**ACTION ITEM**:
Report each line of the data that has "range" somewhere in it.

**MATERIAL PROVIDED**:
- - - -

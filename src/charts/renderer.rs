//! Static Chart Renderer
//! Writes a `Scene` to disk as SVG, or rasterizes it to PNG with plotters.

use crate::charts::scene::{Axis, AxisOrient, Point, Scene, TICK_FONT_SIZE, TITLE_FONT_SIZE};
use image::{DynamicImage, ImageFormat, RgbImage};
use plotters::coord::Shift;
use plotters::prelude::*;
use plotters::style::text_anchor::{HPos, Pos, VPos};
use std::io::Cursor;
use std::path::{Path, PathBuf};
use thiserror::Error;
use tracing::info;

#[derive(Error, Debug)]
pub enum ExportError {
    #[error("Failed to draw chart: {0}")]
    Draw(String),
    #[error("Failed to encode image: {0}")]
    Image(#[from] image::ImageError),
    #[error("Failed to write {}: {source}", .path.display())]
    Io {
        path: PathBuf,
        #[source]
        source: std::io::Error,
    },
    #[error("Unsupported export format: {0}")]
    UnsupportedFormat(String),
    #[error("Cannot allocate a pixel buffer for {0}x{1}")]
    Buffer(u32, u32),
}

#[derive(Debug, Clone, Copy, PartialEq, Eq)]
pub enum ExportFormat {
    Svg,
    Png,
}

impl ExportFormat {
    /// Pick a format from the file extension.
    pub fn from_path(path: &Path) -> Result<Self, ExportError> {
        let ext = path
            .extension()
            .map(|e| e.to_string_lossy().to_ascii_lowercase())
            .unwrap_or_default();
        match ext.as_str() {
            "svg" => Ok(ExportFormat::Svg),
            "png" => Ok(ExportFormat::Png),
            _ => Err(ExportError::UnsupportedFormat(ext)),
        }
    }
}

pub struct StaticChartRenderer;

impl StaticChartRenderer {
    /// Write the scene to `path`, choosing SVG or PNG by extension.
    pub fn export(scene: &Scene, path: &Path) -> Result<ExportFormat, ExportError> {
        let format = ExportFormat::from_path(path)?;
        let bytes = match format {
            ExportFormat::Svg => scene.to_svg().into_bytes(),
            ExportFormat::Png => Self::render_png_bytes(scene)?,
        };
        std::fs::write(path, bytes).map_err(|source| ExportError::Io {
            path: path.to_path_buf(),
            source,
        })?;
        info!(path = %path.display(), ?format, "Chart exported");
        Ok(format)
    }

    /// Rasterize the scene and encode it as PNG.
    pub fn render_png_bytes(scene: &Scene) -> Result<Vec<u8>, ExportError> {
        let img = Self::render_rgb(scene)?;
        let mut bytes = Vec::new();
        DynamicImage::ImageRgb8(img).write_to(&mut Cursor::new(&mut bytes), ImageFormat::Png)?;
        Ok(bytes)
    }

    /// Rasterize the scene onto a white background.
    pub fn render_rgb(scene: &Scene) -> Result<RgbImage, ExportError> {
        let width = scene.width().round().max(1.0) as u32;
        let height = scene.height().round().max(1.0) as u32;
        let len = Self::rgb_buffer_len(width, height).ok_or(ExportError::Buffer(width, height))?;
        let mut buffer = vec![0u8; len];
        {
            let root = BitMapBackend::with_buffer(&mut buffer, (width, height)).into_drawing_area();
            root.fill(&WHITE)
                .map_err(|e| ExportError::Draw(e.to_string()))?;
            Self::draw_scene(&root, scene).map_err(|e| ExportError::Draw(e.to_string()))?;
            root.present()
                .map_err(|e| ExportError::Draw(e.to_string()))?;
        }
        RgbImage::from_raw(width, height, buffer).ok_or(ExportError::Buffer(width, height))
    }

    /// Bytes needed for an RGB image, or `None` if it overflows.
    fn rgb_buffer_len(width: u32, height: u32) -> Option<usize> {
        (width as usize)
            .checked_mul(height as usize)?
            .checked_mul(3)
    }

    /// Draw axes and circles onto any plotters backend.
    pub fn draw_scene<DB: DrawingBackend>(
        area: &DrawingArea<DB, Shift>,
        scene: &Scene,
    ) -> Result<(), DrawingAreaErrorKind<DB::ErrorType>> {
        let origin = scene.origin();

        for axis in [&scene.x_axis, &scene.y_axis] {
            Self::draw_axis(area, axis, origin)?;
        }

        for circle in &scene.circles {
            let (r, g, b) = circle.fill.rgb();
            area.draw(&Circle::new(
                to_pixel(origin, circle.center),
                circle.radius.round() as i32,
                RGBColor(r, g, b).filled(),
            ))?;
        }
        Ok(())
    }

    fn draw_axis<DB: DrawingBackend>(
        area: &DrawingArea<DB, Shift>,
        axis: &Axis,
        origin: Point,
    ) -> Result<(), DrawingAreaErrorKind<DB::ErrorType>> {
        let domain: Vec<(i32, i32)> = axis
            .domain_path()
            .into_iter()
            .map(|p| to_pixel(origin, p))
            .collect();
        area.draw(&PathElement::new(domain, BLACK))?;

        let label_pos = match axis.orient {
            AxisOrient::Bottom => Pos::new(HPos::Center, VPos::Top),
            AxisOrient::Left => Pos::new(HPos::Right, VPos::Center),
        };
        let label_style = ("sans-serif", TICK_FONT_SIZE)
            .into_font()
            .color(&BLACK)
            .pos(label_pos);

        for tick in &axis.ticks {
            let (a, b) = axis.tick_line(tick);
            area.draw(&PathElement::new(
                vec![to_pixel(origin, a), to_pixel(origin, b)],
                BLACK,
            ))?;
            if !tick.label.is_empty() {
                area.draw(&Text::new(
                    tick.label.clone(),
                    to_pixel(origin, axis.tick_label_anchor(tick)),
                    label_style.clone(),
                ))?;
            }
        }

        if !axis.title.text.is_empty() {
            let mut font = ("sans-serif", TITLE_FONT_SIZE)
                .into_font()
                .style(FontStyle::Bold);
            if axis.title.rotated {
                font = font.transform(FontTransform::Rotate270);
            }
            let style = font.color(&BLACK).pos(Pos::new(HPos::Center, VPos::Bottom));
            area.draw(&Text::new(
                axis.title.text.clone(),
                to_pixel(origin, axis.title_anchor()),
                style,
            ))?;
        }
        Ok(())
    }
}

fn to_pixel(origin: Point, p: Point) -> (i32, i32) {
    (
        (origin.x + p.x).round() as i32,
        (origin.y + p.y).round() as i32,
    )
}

- - - -

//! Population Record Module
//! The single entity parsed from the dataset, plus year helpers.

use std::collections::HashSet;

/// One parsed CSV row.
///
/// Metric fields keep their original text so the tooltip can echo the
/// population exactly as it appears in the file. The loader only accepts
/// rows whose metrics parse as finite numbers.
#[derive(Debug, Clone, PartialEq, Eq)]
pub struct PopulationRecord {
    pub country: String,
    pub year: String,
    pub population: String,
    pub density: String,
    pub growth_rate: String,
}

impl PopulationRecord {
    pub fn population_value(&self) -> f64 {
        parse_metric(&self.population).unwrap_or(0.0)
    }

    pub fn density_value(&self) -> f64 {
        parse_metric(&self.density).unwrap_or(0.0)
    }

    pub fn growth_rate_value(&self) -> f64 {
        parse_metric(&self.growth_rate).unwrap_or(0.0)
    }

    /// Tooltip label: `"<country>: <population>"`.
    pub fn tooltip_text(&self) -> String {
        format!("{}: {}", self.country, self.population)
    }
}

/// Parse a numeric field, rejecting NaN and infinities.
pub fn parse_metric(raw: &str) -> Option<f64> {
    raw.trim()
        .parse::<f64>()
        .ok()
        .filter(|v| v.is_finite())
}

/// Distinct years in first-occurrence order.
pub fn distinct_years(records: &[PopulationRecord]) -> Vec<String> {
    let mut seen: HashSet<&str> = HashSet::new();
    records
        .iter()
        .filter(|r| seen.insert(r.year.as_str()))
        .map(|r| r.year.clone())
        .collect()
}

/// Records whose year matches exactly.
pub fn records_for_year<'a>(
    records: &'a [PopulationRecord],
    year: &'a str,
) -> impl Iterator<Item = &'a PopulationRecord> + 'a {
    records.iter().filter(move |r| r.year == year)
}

- - - -

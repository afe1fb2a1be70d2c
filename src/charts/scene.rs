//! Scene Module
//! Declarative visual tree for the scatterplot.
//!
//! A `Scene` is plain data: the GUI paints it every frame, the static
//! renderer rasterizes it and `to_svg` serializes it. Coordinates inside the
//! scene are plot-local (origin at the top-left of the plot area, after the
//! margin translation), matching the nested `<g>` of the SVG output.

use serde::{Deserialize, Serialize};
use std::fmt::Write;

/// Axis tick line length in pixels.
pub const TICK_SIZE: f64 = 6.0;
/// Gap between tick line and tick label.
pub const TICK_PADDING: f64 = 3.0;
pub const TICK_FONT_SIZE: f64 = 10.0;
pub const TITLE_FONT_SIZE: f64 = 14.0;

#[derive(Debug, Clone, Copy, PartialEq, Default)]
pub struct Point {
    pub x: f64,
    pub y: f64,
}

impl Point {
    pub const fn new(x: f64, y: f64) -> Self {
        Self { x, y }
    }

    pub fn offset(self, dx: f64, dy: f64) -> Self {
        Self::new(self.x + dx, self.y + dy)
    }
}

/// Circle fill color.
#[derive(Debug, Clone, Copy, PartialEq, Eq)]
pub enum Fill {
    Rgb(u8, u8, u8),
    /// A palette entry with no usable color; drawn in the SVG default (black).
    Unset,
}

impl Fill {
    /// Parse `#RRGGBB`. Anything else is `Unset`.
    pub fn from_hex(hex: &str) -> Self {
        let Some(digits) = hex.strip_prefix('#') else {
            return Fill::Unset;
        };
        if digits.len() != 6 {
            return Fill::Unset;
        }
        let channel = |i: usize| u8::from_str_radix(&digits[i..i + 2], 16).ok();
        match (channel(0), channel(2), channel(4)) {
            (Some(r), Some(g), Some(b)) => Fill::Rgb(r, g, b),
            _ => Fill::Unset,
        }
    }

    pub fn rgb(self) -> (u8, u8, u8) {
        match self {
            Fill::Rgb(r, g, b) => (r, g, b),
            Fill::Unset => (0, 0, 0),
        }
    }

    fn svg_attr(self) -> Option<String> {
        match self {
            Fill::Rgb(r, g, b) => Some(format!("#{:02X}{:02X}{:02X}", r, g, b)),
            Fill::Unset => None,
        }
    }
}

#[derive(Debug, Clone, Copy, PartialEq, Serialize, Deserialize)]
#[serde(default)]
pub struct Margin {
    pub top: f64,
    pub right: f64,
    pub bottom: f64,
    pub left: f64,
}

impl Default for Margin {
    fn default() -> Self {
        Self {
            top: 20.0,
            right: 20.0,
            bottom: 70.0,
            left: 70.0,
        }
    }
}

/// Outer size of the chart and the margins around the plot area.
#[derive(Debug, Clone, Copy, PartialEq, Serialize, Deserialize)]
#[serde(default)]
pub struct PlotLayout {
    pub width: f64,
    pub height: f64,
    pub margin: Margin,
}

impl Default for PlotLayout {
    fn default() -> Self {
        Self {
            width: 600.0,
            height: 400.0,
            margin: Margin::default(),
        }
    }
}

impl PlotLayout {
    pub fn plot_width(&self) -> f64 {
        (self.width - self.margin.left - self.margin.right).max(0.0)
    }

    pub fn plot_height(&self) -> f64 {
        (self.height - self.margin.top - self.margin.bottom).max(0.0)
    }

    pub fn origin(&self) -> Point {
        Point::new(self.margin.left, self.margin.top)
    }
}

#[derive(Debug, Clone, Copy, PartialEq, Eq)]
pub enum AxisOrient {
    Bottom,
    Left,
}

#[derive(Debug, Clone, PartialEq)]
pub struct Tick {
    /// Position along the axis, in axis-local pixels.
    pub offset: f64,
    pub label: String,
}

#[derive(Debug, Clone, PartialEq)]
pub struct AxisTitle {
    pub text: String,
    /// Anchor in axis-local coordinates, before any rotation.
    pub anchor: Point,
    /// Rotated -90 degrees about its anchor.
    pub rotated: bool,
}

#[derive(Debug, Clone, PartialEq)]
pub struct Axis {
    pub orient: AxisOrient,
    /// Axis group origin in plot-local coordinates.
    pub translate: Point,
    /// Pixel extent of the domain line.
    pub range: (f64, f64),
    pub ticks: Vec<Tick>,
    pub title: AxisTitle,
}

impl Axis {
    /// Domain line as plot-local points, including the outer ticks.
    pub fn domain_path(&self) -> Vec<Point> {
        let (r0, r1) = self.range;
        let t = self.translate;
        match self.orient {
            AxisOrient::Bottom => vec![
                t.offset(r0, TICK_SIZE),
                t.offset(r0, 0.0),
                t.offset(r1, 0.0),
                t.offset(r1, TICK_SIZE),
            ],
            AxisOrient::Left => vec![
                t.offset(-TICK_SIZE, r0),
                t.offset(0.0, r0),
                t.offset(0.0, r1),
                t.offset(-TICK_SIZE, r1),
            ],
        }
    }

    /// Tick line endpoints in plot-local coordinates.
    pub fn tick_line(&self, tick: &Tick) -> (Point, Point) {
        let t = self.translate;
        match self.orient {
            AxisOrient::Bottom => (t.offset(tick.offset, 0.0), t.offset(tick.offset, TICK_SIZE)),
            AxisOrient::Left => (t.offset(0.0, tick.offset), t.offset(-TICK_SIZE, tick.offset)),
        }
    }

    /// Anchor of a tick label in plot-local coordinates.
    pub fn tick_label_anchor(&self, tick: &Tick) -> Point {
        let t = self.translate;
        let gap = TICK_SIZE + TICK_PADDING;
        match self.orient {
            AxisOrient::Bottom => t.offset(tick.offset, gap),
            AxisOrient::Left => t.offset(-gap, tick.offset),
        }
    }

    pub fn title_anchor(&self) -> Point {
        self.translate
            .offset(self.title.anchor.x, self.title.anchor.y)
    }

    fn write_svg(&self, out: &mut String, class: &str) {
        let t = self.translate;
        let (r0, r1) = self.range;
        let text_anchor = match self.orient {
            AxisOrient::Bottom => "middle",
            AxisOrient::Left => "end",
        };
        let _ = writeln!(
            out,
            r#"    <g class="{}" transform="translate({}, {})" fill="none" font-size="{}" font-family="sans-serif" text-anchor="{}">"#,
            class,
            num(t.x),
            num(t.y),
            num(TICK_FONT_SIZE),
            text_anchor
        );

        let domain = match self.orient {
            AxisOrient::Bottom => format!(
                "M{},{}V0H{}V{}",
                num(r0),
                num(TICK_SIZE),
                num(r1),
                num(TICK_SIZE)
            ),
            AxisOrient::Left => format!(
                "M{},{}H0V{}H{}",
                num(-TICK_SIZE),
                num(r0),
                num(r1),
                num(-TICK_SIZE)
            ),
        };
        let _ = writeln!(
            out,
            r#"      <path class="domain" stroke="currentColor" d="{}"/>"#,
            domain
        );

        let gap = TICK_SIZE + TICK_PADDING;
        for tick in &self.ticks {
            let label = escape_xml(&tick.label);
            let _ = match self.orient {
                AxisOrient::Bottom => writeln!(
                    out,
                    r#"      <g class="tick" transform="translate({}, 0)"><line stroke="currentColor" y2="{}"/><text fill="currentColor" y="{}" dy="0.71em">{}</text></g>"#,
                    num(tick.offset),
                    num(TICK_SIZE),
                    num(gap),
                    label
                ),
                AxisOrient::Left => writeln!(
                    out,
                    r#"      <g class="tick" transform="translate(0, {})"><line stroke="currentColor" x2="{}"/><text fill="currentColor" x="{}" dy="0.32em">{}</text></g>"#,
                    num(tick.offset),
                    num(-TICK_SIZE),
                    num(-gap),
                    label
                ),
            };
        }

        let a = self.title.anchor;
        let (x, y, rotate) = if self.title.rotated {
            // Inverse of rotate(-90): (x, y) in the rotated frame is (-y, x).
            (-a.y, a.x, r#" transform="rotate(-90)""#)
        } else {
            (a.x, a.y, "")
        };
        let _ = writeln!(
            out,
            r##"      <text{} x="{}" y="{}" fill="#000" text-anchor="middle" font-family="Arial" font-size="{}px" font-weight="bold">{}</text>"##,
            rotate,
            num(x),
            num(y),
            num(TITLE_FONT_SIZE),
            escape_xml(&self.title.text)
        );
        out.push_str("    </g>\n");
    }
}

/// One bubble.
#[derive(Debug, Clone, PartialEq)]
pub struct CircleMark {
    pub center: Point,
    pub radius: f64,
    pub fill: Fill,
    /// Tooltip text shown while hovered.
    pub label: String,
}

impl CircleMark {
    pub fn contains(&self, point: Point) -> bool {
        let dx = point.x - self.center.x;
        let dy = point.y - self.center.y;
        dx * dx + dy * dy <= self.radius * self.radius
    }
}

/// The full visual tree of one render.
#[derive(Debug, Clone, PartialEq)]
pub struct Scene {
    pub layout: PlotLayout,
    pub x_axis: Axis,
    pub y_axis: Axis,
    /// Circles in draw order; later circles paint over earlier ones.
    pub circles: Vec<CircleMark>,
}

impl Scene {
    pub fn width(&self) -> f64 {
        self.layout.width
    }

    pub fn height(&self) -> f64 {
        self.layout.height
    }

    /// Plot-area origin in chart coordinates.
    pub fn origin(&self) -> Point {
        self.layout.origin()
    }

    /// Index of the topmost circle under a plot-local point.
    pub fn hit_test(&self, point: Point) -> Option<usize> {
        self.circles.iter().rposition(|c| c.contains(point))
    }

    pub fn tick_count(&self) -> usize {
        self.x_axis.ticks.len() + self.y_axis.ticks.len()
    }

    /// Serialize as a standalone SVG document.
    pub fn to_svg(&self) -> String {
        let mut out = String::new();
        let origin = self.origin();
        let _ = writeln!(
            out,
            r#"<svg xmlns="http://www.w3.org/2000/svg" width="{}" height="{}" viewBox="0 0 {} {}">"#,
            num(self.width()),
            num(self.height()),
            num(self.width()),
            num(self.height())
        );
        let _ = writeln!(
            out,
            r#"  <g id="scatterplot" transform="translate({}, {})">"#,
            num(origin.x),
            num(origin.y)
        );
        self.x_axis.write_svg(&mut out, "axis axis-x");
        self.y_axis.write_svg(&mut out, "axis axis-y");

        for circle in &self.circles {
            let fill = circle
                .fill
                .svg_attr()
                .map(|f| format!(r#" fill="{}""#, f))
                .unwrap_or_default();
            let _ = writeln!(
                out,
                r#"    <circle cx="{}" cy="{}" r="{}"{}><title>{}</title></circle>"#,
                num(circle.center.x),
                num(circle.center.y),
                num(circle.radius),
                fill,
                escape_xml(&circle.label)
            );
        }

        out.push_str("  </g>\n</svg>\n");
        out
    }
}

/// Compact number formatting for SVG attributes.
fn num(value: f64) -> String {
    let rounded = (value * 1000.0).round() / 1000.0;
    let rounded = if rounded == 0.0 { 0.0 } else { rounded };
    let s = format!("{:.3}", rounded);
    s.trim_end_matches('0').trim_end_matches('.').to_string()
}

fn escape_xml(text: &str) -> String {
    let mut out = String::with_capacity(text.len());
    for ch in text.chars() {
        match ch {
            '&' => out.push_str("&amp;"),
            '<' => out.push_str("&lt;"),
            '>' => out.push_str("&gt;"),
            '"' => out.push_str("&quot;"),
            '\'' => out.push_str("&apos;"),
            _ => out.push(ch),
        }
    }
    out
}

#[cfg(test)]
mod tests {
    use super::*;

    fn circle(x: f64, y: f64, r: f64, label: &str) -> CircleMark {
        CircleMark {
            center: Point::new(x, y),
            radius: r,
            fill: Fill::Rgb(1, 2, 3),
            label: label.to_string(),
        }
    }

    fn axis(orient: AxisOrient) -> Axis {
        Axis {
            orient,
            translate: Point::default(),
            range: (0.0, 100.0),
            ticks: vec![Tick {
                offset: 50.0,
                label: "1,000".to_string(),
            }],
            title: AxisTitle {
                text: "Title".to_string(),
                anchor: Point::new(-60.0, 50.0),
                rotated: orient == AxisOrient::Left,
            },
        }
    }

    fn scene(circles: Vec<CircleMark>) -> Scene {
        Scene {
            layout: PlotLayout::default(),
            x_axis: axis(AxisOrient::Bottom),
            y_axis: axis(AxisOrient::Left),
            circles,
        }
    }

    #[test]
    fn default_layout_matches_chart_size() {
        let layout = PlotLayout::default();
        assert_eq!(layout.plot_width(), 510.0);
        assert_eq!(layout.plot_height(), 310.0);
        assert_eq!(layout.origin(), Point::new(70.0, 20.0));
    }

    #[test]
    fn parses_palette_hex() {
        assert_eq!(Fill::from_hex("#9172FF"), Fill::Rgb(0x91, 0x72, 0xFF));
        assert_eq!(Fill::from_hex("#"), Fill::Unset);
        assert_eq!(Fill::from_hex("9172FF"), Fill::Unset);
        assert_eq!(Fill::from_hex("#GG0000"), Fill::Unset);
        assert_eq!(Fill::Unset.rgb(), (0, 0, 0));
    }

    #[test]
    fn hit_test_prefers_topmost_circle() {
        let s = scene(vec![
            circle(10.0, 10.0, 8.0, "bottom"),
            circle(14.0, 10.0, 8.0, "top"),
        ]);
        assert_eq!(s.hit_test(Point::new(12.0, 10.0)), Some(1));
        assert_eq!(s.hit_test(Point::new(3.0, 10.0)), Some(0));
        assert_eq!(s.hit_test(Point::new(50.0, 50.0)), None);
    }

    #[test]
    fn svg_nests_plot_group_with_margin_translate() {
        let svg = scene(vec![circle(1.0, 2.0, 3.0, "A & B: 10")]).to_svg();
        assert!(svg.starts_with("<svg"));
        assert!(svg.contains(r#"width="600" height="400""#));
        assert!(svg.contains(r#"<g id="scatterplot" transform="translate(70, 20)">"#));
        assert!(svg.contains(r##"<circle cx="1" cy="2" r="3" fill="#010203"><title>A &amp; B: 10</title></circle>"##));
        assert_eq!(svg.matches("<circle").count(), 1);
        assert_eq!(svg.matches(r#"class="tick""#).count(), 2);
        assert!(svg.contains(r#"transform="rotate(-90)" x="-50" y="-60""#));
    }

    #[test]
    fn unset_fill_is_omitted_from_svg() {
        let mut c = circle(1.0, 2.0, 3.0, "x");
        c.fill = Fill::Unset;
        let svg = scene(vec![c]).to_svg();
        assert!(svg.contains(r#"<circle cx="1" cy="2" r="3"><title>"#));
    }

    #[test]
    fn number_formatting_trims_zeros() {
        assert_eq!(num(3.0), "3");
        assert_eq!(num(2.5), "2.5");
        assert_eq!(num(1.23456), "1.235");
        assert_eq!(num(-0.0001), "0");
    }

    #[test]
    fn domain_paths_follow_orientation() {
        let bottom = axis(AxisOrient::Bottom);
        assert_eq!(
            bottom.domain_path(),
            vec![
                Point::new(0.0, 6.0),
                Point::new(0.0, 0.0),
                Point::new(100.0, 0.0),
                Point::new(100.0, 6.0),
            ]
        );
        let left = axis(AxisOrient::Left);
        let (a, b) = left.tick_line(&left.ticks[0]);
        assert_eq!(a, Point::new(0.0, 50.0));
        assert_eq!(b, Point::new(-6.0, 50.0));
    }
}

- - - -

**EXERCISE SOLUTION**:
    pub range: (f64, f64),
        let (r0, r1) = self.range;
        let (r0, r1) = self.range;
            range: (0.0, 100.0),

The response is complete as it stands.